= Vincenzo Consolo =

Italian writer (1933–2012)

Vincenzo Consolo (18 February 1933 - 21 January 2012) was an Italian writer.

Consolo was born in Sant'Agata di Militello but resided in Milan from 1969 until his death. He began his literary career in 1963, but gained wider attention in 1976 with Il sorriso dell’ignoto marinaio (The Smile of the Unknown Mariner) and went on to become an award-winning author.

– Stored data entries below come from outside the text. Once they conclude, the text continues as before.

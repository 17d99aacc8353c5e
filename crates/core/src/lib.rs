//! wxgrid core library
//!
//! Shared utilities for the wxgrid service:
//! - Settings file discovery and parsing
//! - State and data directory helpers

mod config;
pub mod fs;

pub use config::{find_config_file, load_config, ConfigSource};
pub use fs::{create_dir_all, is_directory};

/// Directory name under the XDG config home and `/etc`
pub const APP_NAME: &str = "wxgrid";

/// Default service port
pub const DEFAULT_PORT: u16 = 9900;
//! Locating and reading the wxgrid TOML settings file.
//!
//! Command line flags and `WXGRID_*` environment variables are resolved by
//! clap in the service crate; the file only fills in what those leave unset.

use std::env;
use std::path::{Path, PathBuf};

use anyhow::Context;
use log::warn;
use serde::de::DeserializeOwned;

use crate::APP_NAME;

/// Environment variable naming the settings file explicitly.
pub const CONFIG_ENV: &str = "WXGRID_CONFIG";

/// File name looked for in each search location.
pub const CONFIG_FILE: &str = "wxgrid.toml";

#[derive(Debug, Clone, PartialEq)]
pub enum ConfigSource {
    /// Named by `--config` or `$WXGRID_CONFIG`.
    Explicit(PathBuf),
    /// First existing file among [`search_locations`].
    Discovered(PathBuf),
    Defaults,
}

impl ConfigSource {
    pub fn path(&self) -> Option<&Path> {
        match self {
            ConfigSource::Explicit(path) | ConfigSource::Discovered(path) => Some(path),
            ConfigSource::Defaults => None,
        }
    }
}

impl std::fmt::Display for ConfigSource {
    fn fmt(&self, f: &mut std::fmt::Formatter<'_>) -> std::fmt::Result {
        match self.path() {
            Some(path) => write!(f, "{}", path.display()),
            None => write!(f, "(defaults)"),
        }
    }
}

/// Where a settings file is looked for when none is named, in order:
/// the working directory, the XDG config home, then `/etc/wxgrid`.
pub fn search_locations() -> Vec<PathBuf> {
    let mut locations = vec![PathBuf::from(CONFIG_FILE)];
    let config_home = env::var_os("XDG_CONFIG_HOME")
        .map(PathBuf::from)
        .or_else(|| env::var_os("HOME").map(|home| PathBuf::from(home).join(".config")));
    if let Some(dir) = config_home {
        locations.push(dir.join(APP_NAME).join(CONFIG_FILE));
    }
    locations.push(Path::new("/etc").join(APP_NAME).join(CONFIG_FILE));
    locations
}

/// Resolve the settings file when no `--config` flag was given.
pub fn find_config_file() -> ConfigSource {
    if let Some(path) = env::var_os(CONFIG_ENV).map(PathBuf::from) {
        if path.is_file() {
            return ConfigSource::Explicit(path);
        }
        warn!("{} names {}, which is not a file", CONFIG_ENV, path.display());
    }
    search_locations()
        .into_iter()
        .find(|path| path.is_file())
        .map(ConfigSource::Discovered)
        .unwrap_or(ConfigSource::Defaults)
}

/// Parse the file behind `source`, or `T::default()` when there is none.
pub fn load_config<T: DeserializeOwned + Default>(source: &ConfigSource) -> anyhow::Result<T> {
    let Some(path) = source.path() else {
        return Ok(T::default());
    };
    let text = std::fs::read_to_string(path)
        .with_context(|| format!("failed to read {}", path.display()))?;
    toml::from_str(&text).with_context(|| format!("failed to parse {}", path.display()))
}
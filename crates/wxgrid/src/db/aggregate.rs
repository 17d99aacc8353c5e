use std::collections::BTreeMap;
use time::{Date, Month};

use super::ResultRow;
use crate::{
    expression::{Scope, StatItem, Value},
    Attribute, Coordinate, GddParams, GroupKey, Kind,
};

/// Calendar labels of a bucket. Only the requested keys are set.
#[derive(Clone, Copy, Debug, Default, PartialEq, Eq, PartialOrd, Ord)]
pub struct BucketKey {
    pub year: Option<i32>,
    pub growyear: Option<i32>,
    pub month: Option<u8>,
    pub doy: Option<u16>,
    pub date: Option<Date>,
}

impl BucketKey {
    pub fn for_date(date: Date, keys: &[GroupKey]) -> Self {
        let mut key = BucketKey::default();
        for group in keys {
            match group {
                GroupKey::Day => key.date = Some(date),
                GroupKey::Month => key.month = Some(u8::from(date.month())),
                GroupKey::Year => key.year = Some(date.year()),
                GroupKey::GrowYear => key.growyear = Some(growing_year(date)),
                GroupKey::Doy => key.doy = Some(date.ordinal()),
            }
        }
        key
    }
}

/// Growing years run from August 1 and are named for the year they end in.
pub fn growing_year(date: Date) -> i32 {
    if date.month() >= Month::August {
        date.year() + 1
    } else {
        date.year()
    }
}

#[derive(Clone, Debug, PartialEq)]
pub struct Bucket {
    pub coordinate: Coordinate,
    pub key: BucketKey,
    pub values: BTreeMap<String, Option<f64>>,
}

impl Scope for Bucket {
    fn column(&self, name: &str) -> Value {
        match name {
            "lat" => Value::Number(self.coordinate.lat),
            "lon" => Value::Number(self.coordinate.lon),
            other => self
                .values
                .get(other)
                .copied()
                .flatten()
                .map(Value::Number)
                .unwrap_or(Value::Null),
        }
    }
}

#[derive(Clone, Copy, Debug, Default)]
struct Accumulator {
    sum: f64,
    count: usize,
    min: Option<f64>,
    max: Option<f64>,
}

impl Accumulator {
    fn push(&mut self, value: f64) {
        self.sum += value;
        self.count += 1;
        self.min = Some(self.min.map_or(value, |m| m.min(value)));
        self.max = Some(self.max.map_or(value, |m| m.max(value)));
    }

    fn merge(&mut self, other: &Accumulator) {
        self.sum += other.sum;
        self.count += other.count;
        self.min = match (self.min, other.min) {
            (Some(a), Some(b)) => Some(a.min(b)),
            (a, b) => a.or(b),
        };
        self.max = match (self.max, other.max) {
            (Some(a), Some(b)) => Some(a.max(b)),
            (a, b) => a.or(b),
        };
    }
}

#[derive(Clone, Debug)]
struct Group {
    coordinate: Coordinate,
    key: BucketKey,
    accumulators: BTreeMap<Attribute, Accumulator>,
    gdd: Option<f64>,
}

impl Group {
    fn new(coordinate: Coordinate, key: BucketKey) -> Self {
        Self {
            coordinate,
            key,
            accumulators: BTreeMap::new(),
            gdd: None,
        }
    }

    fn into_bucket(self, attributes: &[Attribute], with_gdd: bool) -> Bucket {
        let mut values = BTreeMap::new();
        for attribute in attributes {
            let acc = self.accumulators.get(attribute).copied().unwrap_or_default();
            let present = acc.count > 0;
            match attribute.kind() {
                Kind::Flux => {
                    values.insert(attribute.name().to_string(), present.then_some(acc.sum));
                }
                Kind::State => {
                    values.insert(format!("min_{}", attribute.name()), acc.min);
                    values.insert(format!("max_{}", attribute.name()), acc.max);
                    values.insert(
                        format!("avg_{}", attribute.name()),
                        present.then(|| acc.sum / acc.count as f64),
                    );
                }
            }
        }
        if with_gdd {
            values.insert("gdd".to_string(), self.gdd);
        }
        Bucket {
            coordinate: self.coordinate,
            key: self.key,
            values,
        }
    }
}

/// Bucket hourly rows by their local calendar day.
fn daily_groups(
    rows: &[ResultRow],
    attributes: &[Attribute],
    gdd: Option<GddParams>,
) -> Vec<(Date, Group)> {
    let mut days: BTreeMap<((i64, i64), Date), Group> = BTreeMap::new();
    for row in rows {
        let date = row.timestamp.date();
        let group = days
            .entry((row.coordinate.sort_key(), date))
            .or_insert_with(|| Group::new(row.coordinate, BucketKey::default()));
        for attribute in attributes {
            if let Some(value) = row.value(*attribute) {
                group.accumulators.entry(*attribute).or_default().push(value);
            }
        }
        if gdd.is_some() && !attributes.contains(&Attribute::AirTemperature) {
            if let Some(value) = row.value(Attribute::AirTemperature) {
                group
                    .accumulators
                    .entry(Attribute::AirTemperature)
                    .or_default()
                    .push(value);
            }
        }
    }

    days.into_iter()
        .map(|((_, date), mut group)| {
            if let Some(params) = gdd {
                let temps = group.accumulators.get(&Attribute::AirTemperature);
                if let Some(Accumulator {
                    min: Some(min),
                    max: Some(max),
                    ..
                }) = temps
                {
                    group.gdd = Some(params.degree_days(*min, *max));
                }
            }
            (date, group)
        })
        .collect()
}

/// First pass: calendar buckets with sums for flux attributes, min/max/avg
/// for state attributes and degree days summed from daily extremes.
pub fn bucket(
    rows: &[ResultRow],
    attributes: &[Attribute],
    keys: &[GroupKey],
    gdd: Option<GddParams>,
) -> Vec<Bucket> {
    let mut buckets: BTreeMap<((i64, i64), BucketKey), Group> = BTreeMap::new();
    for (date, day) in daily_groups(rows, attributes, gdd) {
        let key = BucketKey::for_date(date, keys);
        let group = buckets
            .entry((day.coordinate.sort_key(), key))
            .or_insert_with(|| Group::new(day.coordinate, key));
        for (attribute, acc) in &day.accumulators {
            group.accumulators.entry(*attribute).or_default().merge(acc);
        }
        if let Some(degree_days) = day.gdd {
            group.gdd = Some(group.gdd.unwrap_or(0.0) + degree_days);
        }
    }
    buckets
        .into_values()
        .map(|group| group.into_bucket(attributes, gdd.is_some()))
        .collect()
}

/// Second pass: evaluate `stats` over daily buckets grouped by coordinate and
/// the requested non-day keys.
pub fn statistics(
    rows: &[ResultRow],
    attributes: &[Attribute],
    keys: &[GroupKey],
    gdd: Option<GddParams>,
    stats: &[StatItem],
) -> Vec<Bucket> {
    let outer: Vec<GroupKey> = keys.iter().copied().filter(|k| *k != GroupKey::Day).collect();
    let daily = bucket(rows, attributes, &[GroupKey::Day], gdd);

    let mut groups: BTreeMap<((i64, i64), BucketKey), (Coordinate, Vec<&Bucket>)> =
        BTreeMap::new();
    for day in &daily {
        let Some(date) = day.key.date else { continue };
        let key = BucketKey::for_date(date, &outer);
        groups
            .entry((day.coordinate.sort_key(), key))
            .or_insert_with(|| (day.coordinate, vec![]))
            .1
            .push(day);
    }

    groups
        .into_iter()
        .map(|((_, key), (coordinate, days))| {
            let values = stats
                .iter()
                .map(|item| {
                    let inputs: Vec<f64> = days
                        .iter()
                        .filter_map(|day| item.expr.eval(*day).number())
                        .collect();
                    (item.label(), item.aggregate.apply(&inputs))
                })
                .collect();
            Bucket {
                coordinate,
                key,
                values,
            }
        })
        .collect()
}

In 2008 he was in Lisbon for a conference at Istituto Italiano di Cultura, where he met with the Portuguese poet Casimiro de Brito and Anna Luisa Pignatelli and wrote a comment on her novel "Nero Toscano".

Vincenzo Consolo won the Strega Prize with Nottetempo Casa per Casa (At night, from house to house) concerning 1920s Sicily and the rise of fascism. He also been given an honorary doctorate by the University of Palermo. In 1994 he was awarded with the Premio Internazionale Unione Latina.

He died in Milan in 2012 after a long illness.

== Awards ==

- 1985 – Pirandello Award, with Lunaria.
- 1988 – Grinzane Cavour Prize, with Retablo.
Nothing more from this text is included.